Your choice depends on where you trip.. We are using a iso butane stove on our trip Tuesday.. Not wanting to spend time whacking cottonwoods if we even find any suitable. In the desert and on the prairie.

Not much luck burning mangrove. The stove goes to Florida. Fires are prohibited on many Maine Islands (though the same many sorely need a fire). The stove goes kayaking.
 
G

Guest

Guest
My wife prefers to cook over a campfire. She loves the big and heavy 2 burner propane, but that's for short travel trips only. Otherwise it's the white gas Coleman. It's handy as a go to if there's a fire ban or we don't get a fire lit.
One trip during a fire ban, I brought along a lantern (battery operated), reasoning it might make a cheery replacement for an evening campfire. It just felt weird, sitting around ...a lamp.
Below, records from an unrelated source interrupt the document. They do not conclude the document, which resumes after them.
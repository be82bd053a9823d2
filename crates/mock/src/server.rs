//! Serving the mock API on a local port

use tokio::sync::oneshot;
use tokio::task::JoinHandle;
use tracing::{info, warn};

use crate::api;
use crate::store::SharedStore;

/// Handle to a mock API listening on loopback
///
/// The server shuts down when the handle is dropped.
pub struct MockServer {
    base_url: String,
    shutdown: Option<oneshot::Sender<()>>,
    task: Option<JoinHandle<()>>,
}

impl MockServer {
    /// Bind an ephemeral port on 127.0.0.1 and start serving
    pub async fn start(store: SharedStore) -> std::io::Result<Self> {
        let listener = tokio::net::TcpListener::bind("127.0.0.1:0").await?;
        let addr = listener.local_addr()?;
        let base_url = format!("http://{}", addr);
        let (tx, rx) = oneshot::channel::<()>();

        let app = api::router(store);
        let task = tokio::spawn(async move {
            let serve = axum::serve(listener, app).with_graceful_shutdown(async {
                let _ = rx.await;
            });
            if let Err(e) = serve.await {
                warn!("mock server stopped with error: {}", e);
            }
        });

        info!("Mock Contact List API listening on {}", base_url);
        Ok(Self {
            base_url,
            shutdown: Some(tx),
            task: Some(task),
        })
    }

    pub fn base_url(&self) -> &str {
        &self.base_url
    }

    /// Stop accepting connections and wait for the serve task to finish
    pub async fn stop(mut self) {
        if let Some(tx) = self.shutdown.take() {
            let _ = tx.send(());
        }
        if let Some(task) = self.task.take() {
            let _ = task.await;
        }
    }
}

impl Drop for MockServer {
    fn drop(&mut self) {
        if let Some(tx) = self.shutdown.take() {
            let _ = tx.send(());
        }
    }
}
It got stowed at the bottom of the pack. I'd bought the battery one because our young son got burnt with a 3-candle lantern. On a dark and stormy Temagami night he reached over to play a winning card and scorch! Thosecrazy 8 card games, played for marshmallows, can get wild!
Here's a neat twiggy I'm tempted by:http://www.fireboxstove.com/camp-stoves
The smallest folder might be a handy thing (with alcohol burner) to go in an emergency kit.
Just to prove to Stripperguy I'm paying attention, here's a nice website:http://www.kellykettleusa.com/KellyKettle
Have you noticed that the USA made kettles have a plastic/rubber stopper, while the ones direct from Ireland have a stopper made of cork. Cork! If I bought one, I'd have to opt for the cork plugged one, just for the eccentric appeal.
I found this :http://www.allcookwarefind.com/Camping/ There's that nice looking Ti Snow Peak set.
I think that gorgeous big hunk of stainless steel love at the bottom of the article, just may put Oldie's cowboy coffee out of business. Imagine that! A 10 cup propane powered coffee maker! I may have to rethink my kitchen pack options.

Sorry, I got carried away and forgot which thread I was on...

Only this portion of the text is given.